Le musicien malien Salif Keita vient de lancer ce qui constitue son dernier album en carrière.

Salif Keita: rattrapé par le temps

Salif Keita fait résonner ses rythmes aux quatre coins de la planète depuis maintenant un demi-siècle. Pour marquer le coup, le musicien malien a lancé en février un nouvel album. Il s’agit de son dernier en carrière. À l’aube de ses 70 ans, le pionnier de l’afro pop avoue trouver de plus en plus lourdes les contraintes du métier.

Joint à Bâle, en Suisse, où il donnait à la mi-juin le coup d’envoi d’une tournée européenne, Keita explique qu’une certaine lassitude commence à le gagner. «À mon âge, c’est devenu fatigant de faire un album et d’y consacrer deux ou trois ans. La façon de faire a également changé, il y a de plus en plus de technologies.» 

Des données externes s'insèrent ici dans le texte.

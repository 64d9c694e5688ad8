use std::sync::Arc;

use crate::client::NodeClient;
use crate::error::{Error, Result};
use crate::model::{Capabilities, SessionRecord};

use super::handle::NodeHandle;

/// A deferred node-side session creation. Holds a decremented slot until
/// `finalize` is called; if dropped without finalizing (or on finalize
/// failure) the slot is released back to the node.
///
/// The Distributor obtains one under its write lock, releases the lock, and
/// only then calls `finalize` — no node-side I/O happens while the
/// directory lock is held.
pub struct Reservation {
    node: Arc<NodeHandle>,
    stereotype_caps: Capabilities,
    uri: String,
    settled: bool,
}

impl Reservation {
    pub(super) fn new(node: Arc<NodeHandle>, stereotype_caps: Capabilities, uri: String) -> Self {
        Reservation { node, stereotype_caps, uri, settled: false }
    }

    /// Performs the actual remote "create session" call. On success, marks
    /// the reservation settled (the slot remains decremented for the
    /// lifetime of the session) and records the node's last-session-created
    /// timestamp. On failure, releases the slot and returns
    /// `SessionNotCreated`.
    pub async fn finalize(mut self, client: &dyn NodeClient, requested: &Capabilities) -> Result<SessionRecord> {
        match client.create_session(&self.uri, requested).await {
            Ok(session_id) => {
                self.settled = true; // slot now backs a live session, not a pending reservation
                self.node.record_session_created();
                Ok(SessionRecord { session_id, uri: self.uri.clone(), capabilities: requested.clone() })
            }
            Err(cause) => {
                self.release();
                Err(Error::SessionNotCreated { caps: vec![requested.clone()], reason: cause })
            }
        }
    }

    fn release(&mut self) {
        if !self.settled {
            self.node.release_slot(&self.stereotype_caps);
            self.settled = true;
        }
    }
}

impl Drop for Reservation {
    fn drop(&mut self) {
        self.release();
    }
}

Les moyens manquent aussi, déplore-t-il, pour permettre de se produire en Occident. «Il y a de moins de moins de subventions accordées pour les tournées de musiciens africains, comparativement à ce que c’était il y a 15 ou 20 ans. Plus de la moitié des fonds ont été coupés par les gouvernements en dehors de l’Afrique. C’est devenu très difficile.»

La star malienne ne s’éloignera pas de la scène pour autant, mais c’est avec une certaine parcimonie qu’il acceptera les invitations. Entre-temps, il profite de l’été pour faire plaisir à ses nombreux fans en leur rendant visite à l’occasion de son «50/70 Summer Tour». Entre Bruxelles et Cartagène, en Espagne, le musicien traversera l’Atlantique pour venir offrir une performance au Festival Nuit d’Afrique de Montréal, au Festival d’été de Québec et au Celebrate Brooklyn Festival. 

Son groupe de neuf musiciens qui participe à la tournée est composé entre autres du joueur de kora Mamadou Diabate, du maestro guinéen de la guitare Djessou-Mory Kante, du percussionniste Molobaly Kone et de la chanteuse Bah Kouyate.

Ségrégation

Son ultime album, baptisé Un autre Blanc, se veut un clin d’œil à son statut d’albinos, une anomalie génétique qui affecte la production de mélanine et qui peut conduire à des troubles de la vue. Dans plusieurs pays d’Afrique, naître albinos est un véritable drame. Plusieurs sont tués et démembrés, leurs bourreaux étant convaincus qu’ils possèdent des pouvoirs surnaturels. «Les albinos sont victimes de la tradition. La seule façon de changer les choses demeure l’éducation.»

Par le biais de sa fondation, Salif Keita s’acharne donc à faire cesser cette stigmatisation et à faire disparaître les préjugés, lui qui a dû s’imposer pour faire carrière. «Mes parents ne voulaient pas que je fasse de la musique. Il a fallu que je m’impose, je n’avais pas le choix, il n’y avait pas d’autre alternative.»

De la même façon, le sort des immigrants africains l’interpelle au plus haut point. Déjà, il y a 20 ans, il venait au secours de ses compatriotes maliens dans la chanson Nous pas bouger. Les choses ne se sont guère améliorées, loin de là. «C’est de pire en pire, malheureusement. Les gens meurent sur les routes, dans le désert, dans la mer. Ils sont chassés partout. Il faut que quelqu’un dénonce cette misère.»

Salif Keita sera en spectacle au Festival d’été le 12 juillet, à 21h10, à la scène de place D’Youville.